NIST chemist Tom Bruno, who invented a method for recovering trace chemicals such as environmental pollutants and forensic evidence, uses a portable version of the instrument to sample vapor inside an old paint can. The underlying technique is called PLOT-cryoadsorption, or PLOT-cryo - short for porous layer open tubular cryogenic adsorption.

Photo credit: Courtesy NIST/ Photo by Dave Neligh

Topics: Chemistry, Environment, Forensics, NIST, Research


A chemist at the National Institute of Standards and Technology (NIST) has developed a portable version of his method for recovering trace chemicals such as environmental pollutants and forensic evidence including secret graves and arson fire debris.

If successfully commercialized by industry, the briefcase-sized kit could enable detectives, field inspectors and others to carry with them a convenient version of NIST’s “headspace analysis” technique, which identifies solid or liquid compounds based on the makeup of vapors released into nearby air.

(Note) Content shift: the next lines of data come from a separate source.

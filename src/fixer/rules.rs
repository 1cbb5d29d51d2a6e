use async_trait::async_trait;
use regex::Regex;
use serde_json::{json, Value};
use std::fs;
use std::sync::OnceLock;
use tracing::debug;

use super::{project_path, Fixer, FixerError, Repair};
use crate::error::Failure;
use crate::plan::BuildPlan;
use crate::snapshot::{FilePatch, ProjectSnapshot};

const MANIFEST: &str = "package.json";
const NPM_LOCK: &str = "package-lock.json";

fn missing_module_pattern() -> Option<&'static Regex> {
    static RE: OnceLock<Option<Regex>> = OnceLock::new();
    RE.get_or_init(|| {
        Regex::new(r#"(?i)(?:cannot find module|can't resolve)\s+['"]([^'"]+)['"]"#).ok()
    })
    .as_ref()
}

/// Deterministic repairs for the failures seen most often.
///
/// Rules are tried in order and the first that produces a patch wins. When no
/// rule applies the repair is empty.
#[derive(Debug, Default, Clone)]
pub struct RuleFixer;

impl RuleFixer {
    pub fn new() -> Self {
        Self
    }

    /// Pure core, also used as the LLM fixer's fallback.
    pub fn repair(
        &self,
        snapshot: &ProjectSnapshot,
        failure: &Failure,
        plan: &BuildPlan,
    ) -> Result<Repair, FixerError> {
        let manifest_rel = project_path(plan, MANIFEST);
        let manifest_path = snapshot.root.join(&manifest_rel);
        let manifest = if manifest_path.is_file() {
            let content = fs::read_to_string(&manifest_path)
                .map_err(|e| FixerError::Inspect(e.to_string()))?;
            serde_json::from_str::<Value>(&content).ok()
        } else {
            None
        };

        let report = failure.message.as_str();
        let lower = report.to_lowercase();

        if lower.contains(MANIFEST) && lower.contains("enoent") && !manifest_path.exists() {
            return Ok(Repair::new(
                vec![FilePatch::WriteFile {
                    path: manifest_rel,
                    contents: default_manifest(),
                }],
                "package.json was missing, created a default one",
            ));
        }

        let Some(manifest) = manifest else {
            return Ok(Repair::none("no readable package.json to repair"));
        };

        if let Some(module) = missing_module(report) {
            if !declares_dependency(&manifest, &module) {
                return Ok(Repair::new(
                    vec![FilePatch::AddDependency {
                        manifest: manifest_rel,
                        name: module.clone(),
                        version: "latest".to_string(),
                    }],
                    format!("module '{}' was missing, added it as a dependency", module),
                ));
            }
            debug!(module = %module, "Missing module already declared");
        }

        if lower.contains("missing script") && lower.contains("build") && script(&manifest, "build").is_none() {
            let command = default_build_script(&manifest);
            return Ok(Repair::new(
                vec![FilePatch::SetScript {
                    manifest: manifest_rel,
                    name: "build".to_string(),
                    command: command.to_string(),
                }],
                format!("build script was missing, set it to '{}'", command),
            ));
        }

        if lower.contains("npm ci")
            && ["package-lock.json", "lockfile", "in sync", "does not satisfy"]
                .iter()
                .any(|k| lower.contains(k))
        {
            let lock_rel = project_path(plan, NPM_LOCK);
            if snapshot.root.join(&lock_rel).is_file() {
                return Ok(Repair::new(
                    vec![FilePatch::DeleteFile { path: lock_rel }],
                    "lock manifest out of sync, removed it so it gets regenerated",
                ));
            }

            let patches: Vec<FilePatch> = scripts(&manifest)
                .filter(|(_, command)| command.contains("npm ci"))
                .map(|(name, command)| FilePatch::SetScript {
                    manifest: manifest_rel.clone(),
                    name: name.to_string(),
                    command: command.replace("npm ci", "npm install"),
                })
                .collect();
            if !patches.is_empty() {
                return Ok(Repair::new(
                    patches,
                    "scripts used 'npm ci' without a usable lock manifest",
                ));
            }
        }

        Ok(Repair::none("no rule matched the failure"))
    }
}

#[async_trait]
impl Fixer for RuleFixer {
    async fn propose(
        &self,
        snapshot: &ProjectSnapshot,
        failure: &Failure,
        plan: &BuildPlan,
    ) -> Result<Repair, FixerError> {
        self.repair(snapshot, failure, plan)
    }

    fn name(&self) -> &str {
        "rules"
    }
}

/// Package named in a "Cannot find module" report. Relative imports, absolute
/// paths and node builtins yield nothing; scoped names keep their scope.
fn missing_module(report: &str) -> Option<String> {
    let raw = missing_module_pattern()?.captures(report)?.get(1)?.as_str();
    if raw.starts_with('.') || raw.starts_with('/') || raw.starts_with("node:") {
        return None;
    }

    let mut segments = raw.split('/');
    let first = segments.next()?;
    let name = if first.starts_with('@') {
        format!("{}/{}", first, segments.next()?)
    } else {
        first.to_string()
    };
    Some(name)
}

fn declares_dependency(manifest: &Value, name: &str) -> bool {
    ["dependencies", "devDependencies"]
        .iter()
        .any(|section| manifest.get(section).and_then(|d| d.get(name)).is_some())
}

fn script<'a>(manifest: &'a Value, name: &str) -> Option<&'a str> {
    manifest.get("scripts")?.get(name)?.as_str()
}

fn scripts(manifest: &Value) -> impl Iterator<Item = (&str, &str)> {
    manifest
        .get("scripts")
        .and_then(|s| s.as_object())
        .into_iter()
        .flat_map(|map| map.iter())
        .filter_map(|(k, v)| v.as_str().map(|v| (k.as_str(), v)))
}

fn default_build_script(manifest: &Value) -> &'static str {
    if declares_dependency(manifest, "react") {
        "react-scripts build"
    } else if declares_dependency(manifest, "vue") {
        "vite build"
    } else if declares_dependency(manifest, "next") {
        "next build"
    } else {
        "echo \"Build completed\""
    }
}

fn default_manifest() -> String {
    let manifest = json!({
        "name": "project",
        "version": "1.0.0",
        "description": "Auto-generated project",
        "scripts": { "start": "node index.js" },
        "dependencies": {}
    });
    serde_json::to_string_pretty(&manifest).unwrap_or_default() + "\n"
}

The underlying technique is PLOT-cryoadsorption, or PLOT-cryo—short for porous layer open tubular cryogenic adsorption. PLOT-cryo is sensitive, quantitative and more broadly useful than many competing techniques. It can identify compounds that don’t readily evaporate and is not limited to samples dissolved in water, for example. The method recovers vapors by suction or by sweeping a gas across the air above a sample of interest. The laboratory version of the technique has been used to find traces of explosives, spoiled food, residues in arson debris and gravesoil.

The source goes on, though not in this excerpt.